Modification of light responses was suggested as a possible explanation for lack of correspondence between position on a light gradient and species rankings of shade tolerance in a study of sapling distribution in a river floodplain forest (Hall and Harcombe 1998). In particular, shade-tolerant species were found on the high-light end of the light gradient. The disagreement between actual and predicted position on the light gradient raised the question of whether physiological shade tolerance of a species is subject to change (Hall and Harcombe 1998). In this paper, we addressed this question directly by comparing light responses of different species at a floodplain site. We also compared growth and mortality of species found both in the wet forest and in a nearby mesic forest.
Finally, in addition to addressing community-level questions, the research also allows us to pursue the issue of evolutionary tradeoffs involved in shade tolerance. Pacala et al. (1994, 1996) challenged the traditional paradigm of shade tolerance by proposing that a tradeoff between growth in high light and survivorship in low light is more important than a generally believed high-light growth vs low-light growth tradeoff (see Lin et al. 2002 and references therein). Our results in a mesic forest suggested that it may not be appropriate to think of these two tradeoffs as one opposed to another and that the importance of growth and survivorship as components of shade tolerance may be system-specific (Lin et al. 2002). Here, we extended the investigation of shade tolerance tradeoffs to a different system asking the following questions: do shade-tolerant species survive better in low light as suggested by the SORTIE researchers, or do they grow faster as suggested by our own results and those of others (Boardman 1977; Lorimer 1981; Givnish 1988)?
Materials and methods
Study site and species
The wet floodplain forest is on the floodplain of the Neches River, in Jasper County, Texas (30°26′N, 94°05′W), about 1 km from the main channel. The river at this location has a main channel with numerous sloughs and cutoffs forming a large system of braided sloughs, one of which bisects the study area. The climate is humid subtropical, with an average annual rainfall of 1,396 mm/year evenly distributed throughout the year (Port Arthur, Texas, NOAA 1997). Average annual temperature is 20.6°C, and mean monthly temperature exceeds 10°C for all months. The growing season is from February to November, with an average of 282 consecutive frost-free days (Port Arthur, Texas, NOAA 1997). The soil is deep and poorly drained. During winter and spring, the water table is high (Hall 1993). The understory light level ranges from 0.1% full sun to 25.5% with a mean of 4.5% (±0.4%). The years 1980–1988 were a period of reduced flooding, while 1989–1994 was a period of frequent and severe flooding (Hall and Harcombe 2001). In particular, the magnitude of flooding in 1989 with a peak flow of 1,342 cms greatly exceeded the 100-year flood, and the magnitude of that flow was sufficient to flood the entire study site (approximately 632 cms; Hall 1993).

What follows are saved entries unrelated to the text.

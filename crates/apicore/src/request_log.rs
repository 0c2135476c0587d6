//! Per-request logging context.
//!
//! Every request gets one `RequestLog`, created by the request-id middleware
//! (the first thing to run, per SPEC_FULL.md §4.6) and threaded through the
//! rest of the middleware chain and into the handler. Its `span` is entered
//! for the lifetime of the request so every `tracing` event emitted anywhere
//! downstream is automatically tagged with the request id.
use tracing::Span;

#[derive(Debug, Clone)]
pub struct RequestLog {
	pub request_id: String,
	pub span: Span,
}

impl RequestLog {
	pub fn new(request_id: impl Into<String>) -> Self {
		let request_id = request_id.into();
		let span = tracing::info_span!("request", request_id = %request_id);
		Self { request_id, span }
	}

	/// Entered for the duration of a synchronous block; for `.await` points,
	/// prefer `Instrument::instrument(self.span.clone())` on the future.
	pub fn enter(&self) -> tracing::span::Entered<'_> {
		self.span.enter()
	}
}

The study site may have been selectively logged during the early 20th century (Streng et al. 1989), but there is no direct evidence of logging beyond stumps of cypress in sloughs dating from the early 1900s. During a 20-year period, total basal area fluctuated between 27.7 and 29.1 m2/ha (Harcombe et al. 1998). Dominant overstory species included shade-intolerant sweetgum (Liquidambar styraciflua L.), basket oak (Quercus michauxii Nutt.), and water oak (Quercus nigra L.), as well as shade-tolerant red maple (Acer rubrum L.). The major subcanopy woody species included shade-tolerant ironwood (Carpinus caroliniana Walt.) and deciduous holly (Ilex decidua Walt.), a tall shrub. Within the sloughs, bald cypress (Taxodium distichum L. Rich.) and blackgum (Nyssa sylvatica Marsh.) were commonly found. The shade tolerance categories used were based on conventional wisdom regarding shade tolerance as summarized by Burns and Honkala (1990). These shade tolerance classifications are based largely on field observations regarding the relative abundance of different species in the forest understory.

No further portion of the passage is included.